Hard to breathe : Peshawar’s toxic air a major health hazard

The overpopulated city’s motor vehicles and industrial units arepart of the problem

Wisal Yousafzai May 16, 2022


A spiraling population and lack of tree cover have exacerbated the air pollution crisis in Peshawar over the years and with no solution in sight the city’s residents have to put up with breathing in toxic air for the foreseeable future.

A little while back, Peshawar, a city with more than 2 million residents, was declared the third most polluted city in the country and now a report by a civil society organization has highlighted that this is due to the annual particulate matter (PM) of 2.5 which exceeds the World Health Organization’s (WHO) guidelines by 12 to 16 times.

The report, a copy of which is available with The Express Tribune, states that the current PM levels even exceed the Khyber Pakhtunkhwa (K-P) Environmental Quality Standards by more than 4 times. As a result, on average the residents of Peshawar are losing 2.3 years of their lives due to the poor air quality. Dawar Butt, who authored the report, informed The Express Tribune that a major reason behind the air pollution was transport emissions.

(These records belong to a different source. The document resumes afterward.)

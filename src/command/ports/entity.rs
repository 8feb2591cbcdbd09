//! Entity lookup port backing lazy object and target resolution.

use async_trait::async_trait;
use serde::{Deserialize, Serialize};
use serde_json::Value;
use std::sync::Arc;
use thiserror::Error;

use crate::command::domain::{EntityId, GuildId, ObjectKind, TargetKind};

/// Result type for entity lookups.
pub type EntityCacheResult<T> = Result<T, EntityCacheError>;

/// Kind of entity being looked up.
#[derive(Debug, Clone, Copy, PartialEq, Eq, Hash, Serialize, Deserialize)]
#[serde(rename_all = "snake_case")]
pub enum EntityKind {
    /// A user or guild member.
    User,
    /// A role.
    Role,
    /// A channel.
    Channel,
    /// A message.
    Message,
}

impl From<TargetKind> for EntityKind {
    fn from(kind: TargetKind) -> Self {
        match kind {
            TargetKind::Message => Self::Message,
            TargetKind::User => Self::User,
        }
    }
}

impl EntityKind {
    /// Returns the kinds to try, in order, for an object reference.
    ///
    /// Mentionables are looked up as users first, then as roles.
    #[must_use]
    pub const fn candidates(kind: ObjectKind) -> &'static [Self] {
        match kind {
            ObjectKind::User => &[Self::User],
            ObjectKind::Role => &[Self::Role],
            ObjectKind::Channel => &[Self::Channel],
            ObjectKind::Mentionable => &[Self::User, Self::Role],
        }
    }
}

/// A resolved platform entity.
#[derive(Debug, Clone, PartialEq, Serialize, Deserialize)]
pub struct CachedEntity {
    /// Entity id.
    pub id: EntityId,
    /// Entity kind.
    pub kind: EntityKind,
    /// Display name (username, role name, channel name or message excerpt).
    pub name: String,
    /// Raw platform payload.
    #[serde(default)]
    pub data: Value,
}

/// Looks up platform entities on demand.
#[async_trait]
pub trait EntityCache: Send + Sync {
    /// Looks up an entity, scoped to `guild` when one is given.
    ///
    /// Returns `None` when the entity does not exist or is not visible.
    ///
    /// # Errors
    ///
    /// Returns [`EntityCacheError`] when the lookup itself fails.
    async fn lookup(
        &self,
        guild: Option<&GuildId>,
        kind: EntityKind,
        id: &EntityId,
    ) -> EntityCacheResult<Option<CachedEntity>>;
}

/// Errors returned by entity cache adapters.
#[derive(Debug, Clone, Error)]
pub enum EntityCacheError {
    /// Backend failure.
    #[error("entity lookup failed: {0}")]
    Unavailable(Arc<dyn std::error::Error + Send + Sync>),
}

impl EntityCacheError {
    /// Wraps a backend error.
    pub fn unavailable(err: impl std::error::Error + Send + Sync + 'static) -> Self {
        Self::Unavailable(Arc::new(err))
    }
}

“Transport emissions contribute 58.46% of the pollutants, followed by dust, domestic sector, industry, waste-burning, and lastly commercial activity.” Transport emissions which have a direct relation with the increase in sales of motor vehicles are on the rise given that 850,000 motor vehicles were registered by the end of 2020 in Peshawar - nearly half of these were motorcycles and scooters whose presence in the city has increased 168.8% from 2012 to 2020 — according to the report. Additionally, the 900 industrial units and 450 brick kilns found in K-P’s capital actively contribute to the miserable air quality. Ahmad Rafay Alam, an environmental lawyer, while talking to The Express Tribune said that the K-P government must take notice of the deteriorating air quality in Peshawar and equip the provincial Environmental Protection Agency (EPA) with the necessary manpower, equipment, and budget to fulfill its duties and responsibilities. “Civil society, universities, start-ups, and the private sector should also do more to create awareness and lobby for changes required to bring air quality to less unhealthy levels,” Alam suggested.

The Director General of the Environmental Protection Agency (EPA) K-P, Muhammad Anwer Khan, when asked about Peshawar’s toxic air, said that the lack of access to real-time data and reliable evidence is one of the biggest challenges in effectively tackling air pollution in the city. “The EPA intends to work closely with all stakeholders within the government, civil society, and business community in achieving the objective of healthy air quality in Peshawar,” Khan told The Express Tribune.

Published in The Express Tribune, May 16th, 2022.